- Given records -
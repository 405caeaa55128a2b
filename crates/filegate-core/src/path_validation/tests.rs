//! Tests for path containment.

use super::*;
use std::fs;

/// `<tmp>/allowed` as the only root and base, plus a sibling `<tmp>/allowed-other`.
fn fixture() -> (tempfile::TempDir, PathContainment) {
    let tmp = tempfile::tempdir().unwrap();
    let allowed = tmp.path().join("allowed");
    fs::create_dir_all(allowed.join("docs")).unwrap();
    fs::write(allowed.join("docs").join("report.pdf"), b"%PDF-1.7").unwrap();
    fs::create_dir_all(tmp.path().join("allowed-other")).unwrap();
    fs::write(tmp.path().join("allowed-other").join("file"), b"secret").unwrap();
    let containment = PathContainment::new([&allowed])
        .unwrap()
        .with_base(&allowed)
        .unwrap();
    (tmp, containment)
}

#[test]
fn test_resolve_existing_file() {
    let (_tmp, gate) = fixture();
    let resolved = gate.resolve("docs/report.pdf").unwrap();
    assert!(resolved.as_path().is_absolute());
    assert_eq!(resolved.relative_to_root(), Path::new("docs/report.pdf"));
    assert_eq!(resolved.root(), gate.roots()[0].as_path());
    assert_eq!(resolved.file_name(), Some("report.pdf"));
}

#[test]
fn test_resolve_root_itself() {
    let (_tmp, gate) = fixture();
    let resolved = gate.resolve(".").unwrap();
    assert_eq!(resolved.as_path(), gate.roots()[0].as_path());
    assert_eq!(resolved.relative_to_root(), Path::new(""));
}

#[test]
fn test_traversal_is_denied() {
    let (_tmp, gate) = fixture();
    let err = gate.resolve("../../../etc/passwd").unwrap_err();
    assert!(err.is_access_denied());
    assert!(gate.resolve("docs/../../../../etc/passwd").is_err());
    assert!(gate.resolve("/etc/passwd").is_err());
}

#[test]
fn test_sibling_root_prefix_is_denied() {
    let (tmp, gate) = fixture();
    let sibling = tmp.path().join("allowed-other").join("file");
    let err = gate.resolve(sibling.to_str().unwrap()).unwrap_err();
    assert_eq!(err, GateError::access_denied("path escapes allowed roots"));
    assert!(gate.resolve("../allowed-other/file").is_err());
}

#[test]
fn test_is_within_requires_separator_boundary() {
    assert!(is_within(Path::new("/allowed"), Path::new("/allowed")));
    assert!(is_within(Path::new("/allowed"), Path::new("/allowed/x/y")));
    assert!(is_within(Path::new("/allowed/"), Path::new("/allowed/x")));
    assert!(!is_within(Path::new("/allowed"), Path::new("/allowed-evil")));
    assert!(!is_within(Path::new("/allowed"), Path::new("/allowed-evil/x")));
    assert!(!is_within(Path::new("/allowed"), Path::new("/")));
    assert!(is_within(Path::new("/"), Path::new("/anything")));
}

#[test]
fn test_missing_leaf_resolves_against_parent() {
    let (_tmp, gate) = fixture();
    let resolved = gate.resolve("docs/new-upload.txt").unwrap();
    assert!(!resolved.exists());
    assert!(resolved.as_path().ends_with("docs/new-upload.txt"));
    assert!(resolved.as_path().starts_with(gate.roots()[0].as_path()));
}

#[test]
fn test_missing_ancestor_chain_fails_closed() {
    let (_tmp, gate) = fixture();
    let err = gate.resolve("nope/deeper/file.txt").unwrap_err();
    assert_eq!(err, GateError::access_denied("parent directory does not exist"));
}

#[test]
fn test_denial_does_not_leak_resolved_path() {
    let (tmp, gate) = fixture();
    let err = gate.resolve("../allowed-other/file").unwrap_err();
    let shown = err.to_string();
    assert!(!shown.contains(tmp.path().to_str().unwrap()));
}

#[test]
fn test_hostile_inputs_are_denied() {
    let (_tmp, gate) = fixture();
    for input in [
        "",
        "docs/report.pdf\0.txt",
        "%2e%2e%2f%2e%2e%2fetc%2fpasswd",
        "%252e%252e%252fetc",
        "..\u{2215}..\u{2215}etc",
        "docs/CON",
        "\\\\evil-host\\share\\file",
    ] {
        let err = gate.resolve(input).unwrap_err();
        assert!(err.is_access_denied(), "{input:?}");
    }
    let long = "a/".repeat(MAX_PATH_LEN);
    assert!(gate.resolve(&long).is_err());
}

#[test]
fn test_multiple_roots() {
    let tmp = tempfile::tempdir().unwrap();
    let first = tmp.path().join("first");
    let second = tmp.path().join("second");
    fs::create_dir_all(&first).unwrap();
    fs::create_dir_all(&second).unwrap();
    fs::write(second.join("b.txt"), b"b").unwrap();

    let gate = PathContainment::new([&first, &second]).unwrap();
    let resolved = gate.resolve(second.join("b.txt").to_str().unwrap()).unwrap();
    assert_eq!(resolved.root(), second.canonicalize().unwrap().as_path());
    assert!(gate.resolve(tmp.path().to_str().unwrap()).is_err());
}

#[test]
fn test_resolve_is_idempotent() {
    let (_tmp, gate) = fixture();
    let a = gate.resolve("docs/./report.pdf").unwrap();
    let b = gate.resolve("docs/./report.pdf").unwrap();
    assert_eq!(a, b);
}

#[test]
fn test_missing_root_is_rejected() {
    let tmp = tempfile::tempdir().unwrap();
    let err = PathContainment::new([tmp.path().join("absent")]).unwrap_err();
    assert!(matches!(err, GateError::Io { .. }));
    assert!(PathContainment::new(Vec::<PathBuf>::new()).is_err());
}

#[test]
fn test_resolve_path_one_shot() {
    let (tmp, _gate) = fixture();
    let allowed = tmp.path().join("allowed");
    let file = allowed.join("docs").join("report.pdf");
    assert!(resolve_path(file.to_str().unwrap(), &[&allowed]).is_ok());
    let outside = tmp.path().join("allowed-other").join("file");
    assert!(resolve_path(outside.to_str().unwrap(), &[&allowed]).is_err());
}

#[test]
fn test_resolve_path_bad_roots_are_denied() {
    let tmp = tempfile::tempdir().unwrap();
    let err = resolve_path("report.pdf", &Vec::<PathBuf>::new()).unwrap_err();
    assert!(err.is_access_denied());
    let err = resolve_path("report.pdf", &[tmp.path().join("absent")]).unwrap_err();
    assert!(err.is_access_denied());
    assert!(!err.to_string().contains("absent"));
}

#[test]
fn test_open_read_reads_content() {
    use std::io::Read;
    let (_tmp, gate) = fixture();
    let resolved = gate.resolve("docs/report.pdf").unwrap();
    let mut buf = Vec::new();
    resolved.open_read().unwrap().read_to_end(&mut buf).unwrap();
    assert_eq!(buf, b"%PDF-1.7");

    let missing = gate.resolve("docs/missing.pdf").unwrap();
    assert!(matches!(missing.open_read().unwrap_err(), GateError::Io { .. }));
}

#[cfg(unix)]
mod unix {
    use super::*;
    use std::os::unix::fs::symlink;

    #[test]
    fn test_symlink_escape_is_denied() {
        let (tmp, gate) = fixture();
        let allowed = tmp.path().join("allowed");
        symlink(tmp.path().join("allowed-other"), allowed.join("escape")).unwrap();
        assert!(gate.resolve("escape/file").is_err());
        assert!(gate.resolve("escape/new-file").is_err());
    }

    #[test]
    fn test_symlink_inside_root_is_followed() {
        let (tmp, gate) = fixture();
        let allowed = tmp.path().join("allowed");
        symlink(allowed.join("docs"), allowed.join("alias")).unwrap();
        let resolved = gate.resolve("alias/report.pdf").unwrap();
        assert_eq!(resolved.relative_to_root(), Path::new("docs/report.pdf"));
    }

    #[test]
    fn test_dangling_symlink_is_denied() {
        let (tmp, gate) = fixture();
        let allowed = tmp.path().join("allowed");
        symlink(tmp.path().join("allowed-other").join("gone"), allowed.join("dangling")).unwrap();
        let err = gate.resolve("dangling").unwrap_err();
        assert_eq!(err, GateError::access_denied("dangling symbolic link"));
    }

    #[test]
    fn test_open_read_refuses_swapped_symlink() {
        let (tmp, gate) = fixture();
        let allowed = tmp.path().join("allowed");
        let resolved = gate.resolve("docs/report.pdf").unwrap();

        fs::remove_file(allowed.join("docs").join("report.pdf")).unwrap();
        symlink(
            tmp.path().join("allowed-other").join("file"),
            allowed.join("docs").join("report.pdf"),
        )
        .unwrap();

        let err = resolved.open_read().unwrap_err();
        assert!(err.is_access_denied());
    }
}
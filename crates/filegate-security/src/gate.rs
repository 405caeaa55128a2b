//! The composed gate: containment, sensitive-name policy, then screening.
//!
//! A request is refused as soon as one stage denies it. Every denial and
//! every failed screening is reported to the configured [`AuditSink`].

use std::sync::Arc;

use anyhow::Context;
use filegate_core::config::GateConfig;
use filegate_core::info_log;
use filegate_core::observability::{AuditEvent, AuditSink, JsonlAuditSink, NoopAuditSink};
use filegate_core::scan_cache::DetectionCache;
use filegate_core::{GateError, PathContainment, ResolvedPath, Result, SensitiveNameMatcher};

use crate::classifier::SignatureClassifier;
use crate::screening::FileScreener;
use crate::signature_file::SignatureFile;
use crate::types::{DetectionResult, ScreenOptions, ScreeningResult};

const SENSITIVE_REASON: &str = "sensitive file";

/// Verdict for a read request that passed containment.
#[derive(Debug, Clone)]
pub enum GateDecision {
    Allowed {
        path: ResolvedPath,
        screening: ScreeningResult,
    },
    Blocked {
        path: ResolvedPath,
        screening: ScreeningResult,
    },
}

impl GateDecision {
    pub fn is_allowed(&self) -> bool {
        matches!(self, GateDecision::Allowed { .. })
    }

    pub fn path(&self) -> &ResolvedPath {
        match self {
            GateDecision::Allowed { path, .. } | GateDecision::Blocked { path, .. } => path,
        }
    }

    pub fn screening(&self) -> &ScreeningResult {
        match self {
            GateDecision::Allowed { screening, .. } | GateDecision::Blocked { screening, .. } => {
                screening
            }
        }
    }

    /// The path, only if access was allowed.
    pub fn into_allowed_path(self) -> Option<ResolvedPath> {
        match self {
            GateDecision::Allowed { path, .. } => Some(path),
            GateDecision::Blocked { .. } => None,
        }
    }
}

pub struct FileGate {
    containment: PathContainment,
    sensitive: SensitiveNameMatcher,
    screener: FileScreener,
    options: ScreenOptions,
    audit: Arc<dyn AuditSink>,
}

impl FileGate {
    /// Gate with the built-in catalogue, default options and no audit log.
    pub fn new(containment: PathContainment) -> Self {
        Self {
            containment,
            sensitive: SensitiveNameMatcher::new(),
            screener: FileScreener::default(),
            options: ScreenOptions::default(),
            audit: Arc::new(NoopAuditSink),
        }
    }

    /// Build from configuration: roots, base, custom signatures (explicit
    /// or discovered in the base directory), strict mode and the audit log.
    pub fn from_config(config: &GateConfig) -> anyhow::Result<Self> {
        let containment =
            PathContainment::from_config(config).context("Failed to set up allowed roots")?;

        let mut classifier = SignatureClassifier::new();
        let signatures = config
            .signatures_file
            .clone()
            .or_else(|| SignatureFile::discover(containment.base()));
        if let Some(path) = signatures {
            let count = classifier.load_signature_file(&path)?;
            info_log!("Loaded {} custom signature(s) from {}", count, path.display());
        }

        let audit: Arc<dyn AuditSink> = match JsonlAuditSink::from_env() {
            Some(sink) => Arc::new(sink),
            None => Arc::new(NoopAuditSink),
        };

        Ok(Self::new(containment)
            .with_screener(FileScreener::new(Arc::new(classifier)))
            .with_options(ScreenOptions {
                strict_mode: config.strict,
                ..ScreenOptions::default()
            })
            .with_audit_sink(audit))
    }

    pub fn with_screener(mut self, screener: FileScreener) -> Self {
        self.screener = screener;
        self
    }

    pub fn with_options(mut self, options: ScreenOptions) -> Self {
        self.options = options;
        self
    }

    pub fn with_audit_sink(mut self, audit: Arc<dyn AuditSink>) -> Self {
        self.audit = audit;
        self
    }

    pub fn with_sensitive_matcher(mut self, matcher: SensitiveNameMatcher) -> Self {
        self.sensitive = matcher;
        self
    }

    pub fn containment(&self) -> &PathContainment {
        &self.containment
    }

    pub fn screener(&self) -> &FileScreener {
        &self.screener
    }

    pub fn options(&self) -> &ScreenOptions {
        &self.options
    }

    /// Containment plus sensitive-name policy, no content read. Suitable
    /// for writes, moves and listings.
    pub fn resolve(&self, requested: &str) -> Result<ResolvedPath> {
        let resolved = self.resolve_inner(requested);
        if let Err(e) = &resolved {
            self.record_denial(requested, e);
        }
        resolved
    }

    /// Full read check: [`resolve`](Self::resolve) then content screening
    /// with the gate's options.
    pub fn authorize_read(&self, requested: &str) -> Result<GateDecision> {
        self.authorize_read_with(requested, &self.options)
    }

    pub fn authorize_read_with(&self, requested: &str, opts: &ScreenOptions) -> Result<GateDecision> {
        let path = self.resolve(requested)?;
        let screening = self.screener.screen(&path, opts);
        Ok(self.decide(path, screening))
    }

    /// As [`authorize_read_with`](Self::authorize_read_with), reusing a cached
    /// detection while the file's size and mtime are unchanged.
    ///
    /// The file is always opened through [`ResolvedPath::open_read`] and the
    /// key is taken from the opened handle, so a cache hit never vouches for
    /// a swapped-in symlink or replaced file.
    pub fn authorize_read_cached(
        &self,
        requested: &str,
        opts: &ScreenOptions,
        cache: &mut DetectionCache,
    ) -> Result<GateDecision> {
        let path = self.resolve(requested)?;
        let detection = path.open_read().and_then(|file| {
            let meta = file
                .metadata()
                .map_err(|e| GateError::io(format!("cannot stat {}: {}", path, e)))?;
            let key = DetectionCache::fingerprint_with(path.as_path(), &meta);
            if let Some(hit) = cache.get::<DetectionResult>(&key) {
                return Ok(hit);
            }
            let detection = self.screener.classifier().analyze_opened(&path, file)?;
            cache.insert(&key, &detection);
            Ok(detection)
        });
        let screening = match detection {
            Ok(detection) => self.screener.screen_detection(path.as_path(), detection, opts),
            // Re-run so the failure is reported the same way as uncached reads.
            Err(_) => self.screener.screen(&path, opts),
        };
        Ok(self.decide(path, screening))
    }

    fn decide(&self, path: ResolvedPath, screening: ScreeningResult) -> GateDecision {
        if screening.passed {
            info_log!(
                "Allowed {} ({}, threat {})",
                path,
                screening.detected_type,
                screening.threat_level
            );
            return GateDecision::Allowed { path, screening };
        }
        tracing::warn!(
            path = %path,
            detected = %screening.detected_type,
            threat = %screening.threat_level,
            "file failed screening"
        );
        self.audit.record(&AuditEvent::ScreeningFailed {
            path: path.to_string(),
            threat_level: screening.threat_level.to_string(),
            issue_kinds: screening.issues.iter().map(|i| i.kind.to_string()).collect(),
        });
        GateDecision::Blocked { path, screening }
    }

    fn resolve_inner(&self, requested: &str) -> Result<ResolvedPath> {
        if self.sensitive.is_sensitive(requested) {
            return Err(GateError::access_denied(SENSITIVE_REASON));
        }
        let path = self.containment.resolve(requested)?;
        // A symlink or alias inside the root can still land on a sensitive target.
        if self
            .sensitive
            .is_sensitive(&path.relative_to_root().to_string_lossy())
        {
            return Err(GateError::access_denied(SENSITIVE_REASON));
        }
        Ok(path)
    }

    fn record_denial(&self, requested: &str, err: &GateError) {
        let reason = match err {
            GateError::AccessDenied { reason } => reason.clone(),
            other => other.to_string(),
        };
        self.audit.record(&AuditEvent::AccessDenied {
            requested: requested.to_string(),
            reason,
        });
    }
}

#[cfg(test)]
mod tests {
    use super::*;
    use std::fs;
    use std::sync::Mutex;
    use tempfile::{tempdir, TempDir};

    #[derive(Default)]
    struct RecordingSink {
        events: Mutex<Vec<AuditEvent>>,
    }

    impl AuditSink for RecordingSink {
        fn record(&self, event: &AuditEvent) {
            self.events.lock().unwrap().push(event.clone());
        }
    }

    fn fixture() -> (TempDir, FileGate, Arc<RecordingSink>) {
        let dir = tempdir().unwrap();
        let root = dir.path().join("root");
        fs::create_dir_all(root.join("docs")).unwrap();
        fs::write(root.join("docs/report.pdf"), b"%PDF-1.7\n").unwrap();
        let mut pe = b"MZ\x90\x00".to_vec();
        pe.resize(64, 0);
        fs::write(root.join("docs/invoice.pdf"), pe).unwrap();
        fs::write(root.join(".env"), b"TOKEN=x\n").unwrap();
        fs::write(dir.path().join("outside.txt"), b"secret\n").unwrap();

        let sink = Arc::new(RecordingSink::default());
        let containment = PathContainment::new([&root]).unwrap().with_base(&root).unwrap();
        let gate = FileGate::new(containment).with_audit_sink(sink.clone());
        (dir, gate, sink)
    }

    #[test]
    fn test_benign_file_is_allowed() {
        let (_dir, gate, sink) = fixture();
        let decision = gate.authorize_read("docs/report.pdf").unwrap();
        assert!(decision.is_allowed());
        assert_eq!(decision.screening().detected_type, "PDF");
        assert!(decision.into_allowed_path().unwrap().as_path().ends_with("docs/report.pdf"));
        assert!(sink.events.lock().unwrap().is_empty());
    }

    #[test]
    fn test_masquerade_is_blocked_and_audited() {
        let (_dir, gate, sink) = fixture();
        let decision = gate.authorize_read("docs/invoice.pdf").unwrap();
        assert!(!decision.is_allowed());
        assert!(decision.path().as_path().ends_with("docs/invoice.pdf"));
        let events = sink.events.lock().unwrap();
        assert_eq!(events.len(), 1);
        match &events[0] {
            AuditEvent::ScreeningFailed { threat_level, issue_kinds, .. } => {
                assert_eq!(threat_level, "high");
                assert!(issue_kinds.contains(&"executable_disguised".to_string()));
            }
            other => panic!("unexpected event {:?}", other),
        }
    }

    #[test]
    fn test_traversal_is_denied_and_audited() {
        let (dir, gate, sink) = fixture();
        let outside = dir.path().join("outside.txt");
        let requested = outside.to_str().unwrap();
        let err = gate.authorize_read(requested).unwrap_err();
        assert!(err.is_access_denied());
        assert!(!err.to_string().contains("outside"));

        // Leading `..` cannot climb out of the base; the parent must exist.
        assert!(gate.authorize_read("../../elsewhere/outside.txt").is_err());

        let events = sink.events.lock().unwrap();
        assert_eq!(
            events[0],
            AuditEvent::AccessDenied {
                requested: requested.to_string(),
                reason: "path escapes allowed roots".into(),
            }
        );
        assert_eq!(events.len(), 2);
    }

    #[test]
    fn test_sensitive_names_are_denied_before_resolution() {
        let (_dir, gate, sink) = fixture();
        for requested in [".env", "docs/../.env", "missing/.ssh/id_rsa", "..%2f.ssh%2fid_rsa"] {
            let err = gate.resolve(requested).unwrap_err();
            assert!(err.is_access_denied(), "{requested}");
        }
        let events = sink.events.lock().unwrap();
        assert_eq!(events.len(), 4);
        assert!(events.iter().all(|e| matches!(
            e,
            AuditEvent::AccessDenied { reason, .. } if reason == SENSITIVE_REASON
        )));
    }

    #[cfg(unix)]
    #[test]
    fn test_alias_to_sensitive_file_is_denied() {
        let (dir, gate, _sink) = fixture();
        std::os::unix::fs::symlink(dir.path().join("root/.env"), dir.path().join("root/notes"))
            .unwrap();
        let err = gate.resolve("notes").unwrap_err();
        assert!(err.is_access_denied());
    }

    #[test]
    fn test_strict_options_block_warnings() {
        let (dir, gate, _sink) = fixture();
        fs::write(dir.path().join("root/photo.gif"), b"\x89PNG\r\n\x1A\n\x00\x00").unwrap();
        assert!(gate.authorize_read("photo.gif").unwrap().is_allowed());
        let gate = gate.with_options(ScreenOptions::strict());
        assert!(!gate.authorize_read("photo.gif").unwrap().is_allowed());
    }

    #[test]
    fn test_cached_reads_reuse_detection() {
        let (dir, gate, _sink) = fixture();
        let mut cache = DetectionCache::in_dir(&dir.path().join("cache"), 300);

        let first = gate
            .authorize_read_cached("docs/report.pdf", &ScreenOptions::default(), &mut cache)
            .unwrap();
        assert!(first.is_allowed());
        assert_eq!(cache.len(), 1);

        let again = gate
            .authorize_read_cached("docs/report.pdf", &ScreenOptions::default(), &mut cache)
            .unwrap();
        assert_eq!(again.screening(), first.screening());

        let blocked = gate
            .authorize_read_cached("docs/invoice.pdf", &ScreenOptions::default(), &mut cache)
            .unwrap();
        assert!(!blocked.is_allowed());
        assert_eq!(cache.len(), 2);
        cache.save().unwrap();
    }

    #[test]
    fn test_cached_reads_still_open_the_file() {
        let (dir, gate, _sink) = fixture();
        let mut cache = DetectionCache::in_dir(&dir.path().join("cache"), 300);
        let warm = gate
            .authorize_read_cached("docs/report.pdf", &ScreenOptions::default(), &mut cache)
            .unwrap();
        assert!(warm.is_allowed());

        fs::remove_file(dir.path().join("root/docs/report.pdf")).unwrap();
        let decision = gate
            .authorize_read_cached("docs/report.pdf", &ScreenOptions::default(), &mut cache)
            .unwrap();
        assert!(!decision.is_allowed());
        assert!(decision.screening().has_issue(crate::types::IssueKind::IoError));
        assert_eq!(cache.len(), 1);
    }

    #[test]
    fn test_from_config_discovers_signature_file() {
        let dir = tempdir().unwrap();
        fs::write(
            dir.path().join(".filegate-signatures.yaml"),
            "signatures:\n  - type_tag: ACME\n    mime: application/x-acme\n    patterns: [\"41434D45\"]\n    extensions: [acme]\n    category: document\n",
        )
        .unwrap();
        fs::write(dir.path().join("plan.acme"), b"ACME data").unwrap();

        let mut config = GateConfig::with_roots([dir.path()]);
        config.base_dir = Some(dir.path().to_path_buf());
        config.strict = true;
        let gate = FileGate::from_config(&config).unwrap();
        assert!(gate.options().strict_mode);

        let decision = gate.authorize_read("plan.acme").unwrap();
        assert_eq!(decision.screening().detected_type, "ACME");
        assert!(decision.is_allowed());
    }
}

- Task goal -
Find each line holding the string "contains" in the listing above, then copy it.

- Written solution -
    assert!(!shown.contains(tmp.path().to_str().unwrap()));
    assert!(!err.to_string().contains("absent"));
                assert!(issue_kinds.contains(&"executable_disguised".to_string()));
        assert!(!err.to_string().contains("outside"));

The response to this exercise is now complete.